The statement also points to another instance in which it claims the chancellor and other CUNY administrators have “scapegoated Palestine solidarity activism.” The statement said Brooklyn College President Michelle Anderson “capitulated” to New York City Councilwoman Inna Vernikov’s demand last week to ban from campus a rally organized by the college’s Students for Justice in Palestine chapter when Anderson informed the campus community of increased campus security, urged peaceful activities on campus and told students they would not be penalized for not coming to campus on October 12, the day many Students for Justice in Palestine chapters at schools across the U.S. and Canada were holding rallies.
Vernikov was arrested at an off-campus pro-Palestinian rally for open carrying.
“In rejecting all criticism of Israel, CUNY administrators are not only at odds with Palestine solidarity activists,” the statement from CUNY faculty and staff says. “They are also against the consensus opinion of regional and international human rights organizations that Israel is an apartheid state and a state that systematically violates international law. This is in no way to condone the death toll of the last ten days – there is no justification for the targeting of civilians in any context.”
Many Students for Justice in Palestine chapters and other pro-Palestinian student groups at colleges and universities across the country, including Harvard University, George Washington University, the University of Virginia and the University of California, Berkley, released statements shortly after Hamas’ October 7 attack defending the assault against Israel.
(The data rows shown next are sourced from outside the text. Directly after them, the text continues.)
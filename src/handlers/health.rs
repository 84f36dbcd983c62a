use axum::{extract::State, response::Json};
use serde_json::{Value, json};

use crate::{AppState, error::Result};

pub async fn health(State(state): State<AppState>) -> Result<Json<Value>> {
    sqlx::query("SELECT 1").execute(&state.db).await?;

    Ok(Json(json!({ "status": "ok" })))
}
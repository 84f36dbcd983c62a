pub mod comment;
pub mod post;
pub mod user;
pub mod vote;

pub use comment::*;
pub use post::*;
pub use user::*;
pub use vote::*;

use serde::{Deserialize, Deserializer};
use validator::ValidationError;

/// Derived counts travel as decimal strings on the wire (`"comment_count": "0"`).
pub mod count {
    use serde::{Deserialize, Deserializer, Serializer, de::Error};

    pub fn serialize<S: Serializer>(value: &i64, serializer: S) -> Result<S::Ok, S::Error> {
        serializer.collect_str(value)
    }

    pub fn deserialize<'de, D: Deserializer<'de>>(deserializer: D) -> Result<i64, D::Error> {
        #[derive(Deserialize)]
        #[serde(untagged)]
        enum Raw {
            Text(String),
            Number(i64),
        }

        match Raw::deserialize(deserializer)? {
            Raw::Text(text) => text.parse().map_err(D::Error::custom),
            Raw::Number(number) => Ok(number),
        }
    }
}

/// The viewer's own vote travels as a boolean: `true` for up, `false` for
/// down, `null` when there is none.
pub mod vote_status {
    use serde::{Deserialize, Deserializer, Serializer};

    use super::VoteDirection;

    pub fn serialize<S: Serializer>(
        value: &Option<VoteDirection>,
        serializer: S,
    ) -> Result<S::Ok, S::Error> {
        match value {
            Some(direction) => serializer.serialize_bool(*direction == VoteDirection::Up),
            None => serializer.serialize_none(),
        }
    }

    pub fn deserialize<'de, D: Deserializer<'de>>(
        deserializer: D,
    ) -> Result<Option<VoteDirection>, D::Error> {
        Ok(Option::<bool>::deserialize(deserializer)?.map(|up| {
            if up {
                VoteDirection::Up
            } else {
                VoteDirection::Down
            }
        }))
    }
}

/// Distinguishes an absent field (`None`) from an explicit `null`
/// (`Some(None)`). Pair with `#[serde(default)]`.
pub fn deserialize_nullable<'de, D, T>(deserializer: D) -> Result<Option<Option<T>>, D::Error>
where
    D: Deserializer<'de>,
    T: Deserialize<'de>,
{
    Option::<T>::deserialize(deserializer).map(Some)
}

pub fn not_blank(value: &str) -> Result<(), ValidationError> {
    if value.trim().is_empty() {
        let mut error = ValidationError::new("blank");
        error.message = Some("must not be blank".into());
        return Err(error);
    }
    Ok(())
}
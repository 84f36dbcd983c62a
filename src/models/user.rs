use chrono::{DateTime, Utc};
use serde::{Deserialize, Serialize};
use sqlx::FromRow;
use uuid::Uuid;
use validator::Validate;

#[derive(Debug, Clone, Serialize, Deserialize, FromRow)]
pub struct User {
    pub id: Uuid,
    pub email: String,
    pub username: String,
    #[serde(skip_serializing)]
    pub password_hash: String,
    pub created_at: DateTime<Utc>,
    pub updated_at: DateTime<Utc>,
}

#[derive(Debug, Clone, Serialize, Deserialize, Validate)]
pub struct RegisterRequest {
    #[validate(email(message = "Email is invalid"))]
    pub email: String,
    #[validate(length(
        min = 5,
        max = 20,
        message = "Username must be between 5 and 20 characters"
    ))]
    pub username: String,
    #[validate(length(min = 12, message = "Password must be at least 12 characters"))]
    pub password: String,
}

#[derive(Debug, Clone, Serialize, Deserialize)]
pub struct LoginRequest {
    pub username: String,
    pub password: String,
}

// Profile edit: only the fields present are changed
#[derive(Debug, Clone, Default, Serialize, Deserialize, Validate)]
pub struct UpdateUserRequest {
    #[serde(skip_serializing_if = "Option::is_none")]
    #[validate(email(message = "Email is invalid"))]
    pub email: Option<String>,
    #[serde(skip_serializing_if = "Option::is_none")]
    #[validate(length(
        min = 5,
        max = 20,
        message = "Username must be between 5 and 20 characters"
    ))]
    pub username: Option<String>,
    #[serde(skip_serializing_if = "Option::is_none")]
    #[validate(length(min = 12, message = "Password must be at least 12 characters"))]
    pub password: Option<String>,
}

impl UpdateUserRequest {
    pub fn is_empty(&self) -> bool {
        self.email.is_none() && self.username.is_none() && self.password.is_none()
    }
}

// User response (never exposes the password hash)
#[derive(Debug, Clone, Serialize, Deserialize, PartialEq)]
pub struct UserResponse {
    pub id: Uuid,
    pub email: String,
    pub username: String,
    pub created_at: DateTime<Utc>,
    pub updated_at: DateTime<Utc>,
}

impl From<User> for UserResponse {
    fn from(user: User) -> Self {
        Self {
            id: user.id,
            email: user.email,
            username: user.username,
            created_at: user.created_at,
            updated_at: user.updated_at,
        }
    }
}

#[derive(Debug, Clone, Serialize, Deserialize)]
pub struct AuthResponse {
    pub token: String,
    pub user: UserResponse,
}

#[cfg(test)]
mod tests {
    use super::*;

    #[test]
    fn register_request_rules() {
        let valid = RegisterRequest {
            email: "a@x.com".into(),
            username: "alice1".into(),
            password: "longenough123".into(),
        };
        assert!(valid.validate().is_ok());

        let short_password = RegisterRequest {
            password: "short".into(),
            ..valid.clone()
        };
        assert!(short_password.validate().is_err());

        let bad_email = RegisterRequest {
            email: "not-an-email".into(),
            ..valid.clone()
        };
        assert!(bad_email.validate().is_err());

        let long_username = RegisterRequest {
            username: "a".repeat(21),
            ..valid
        };
        assert!(long_username.validate().is_err());
    }

    #[test]
    fn user_serialization_skips_password_hash() {
        let user = User {
            id: Uuid::new_v4(),
            email: "a@x.com".into(),
            username: "alice1".into(),
            password_hash: "$2b$12$hash".into(),
            created_at: Utc::now(),
            updated_at: Utc::now(),
        };
        let value = serde_json::to_value(&user).unwrap();
        assert!(value.get("password_hash").is_none());
    }
}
Harvard Palestine Solidarity Groups released a statement signed by about 30 student organizations that read, “We, the undersigned student organizations, hold the Israeli regime entirely responsible for all unfolding violence.”
The statement by the Harvard Palestine Solidarity Groups was later deleted after student organizations began removing their signatures amid bipartisan backlash and some CEOs demanding the names of the students who signed it.
Sen. Tom Cotton, R. Ark., has urged the Department of Homeland Security to deport foreign nationals, including those on student visas, who have expressed support for Hamas.
“As CUNY staff and faculty, we applaud all those in our community who refuse to remain silent in the face of an impending genocide,” the statement from the CUNY staff and faculty reads. “We stand with them in opposition to Israeli occupation, apartheid, and war crimes, and in support of Palestinian liberation. We bear witness as CUNY administrators have caused students, staff, and faculty to be silenced, vilified and even criminalized when they speak or act in support of Palestinian struggles.”
“We pledge to stand up to CUNY management’s attempts to censor dissent,” the statement continues. “We demand that the Chancellor, campus presidents, and all those in leadership positions end the repression and intimidation of Palestine solidarity activists and fulfill our responsibility to equally protect the rights of all members of CUNY.”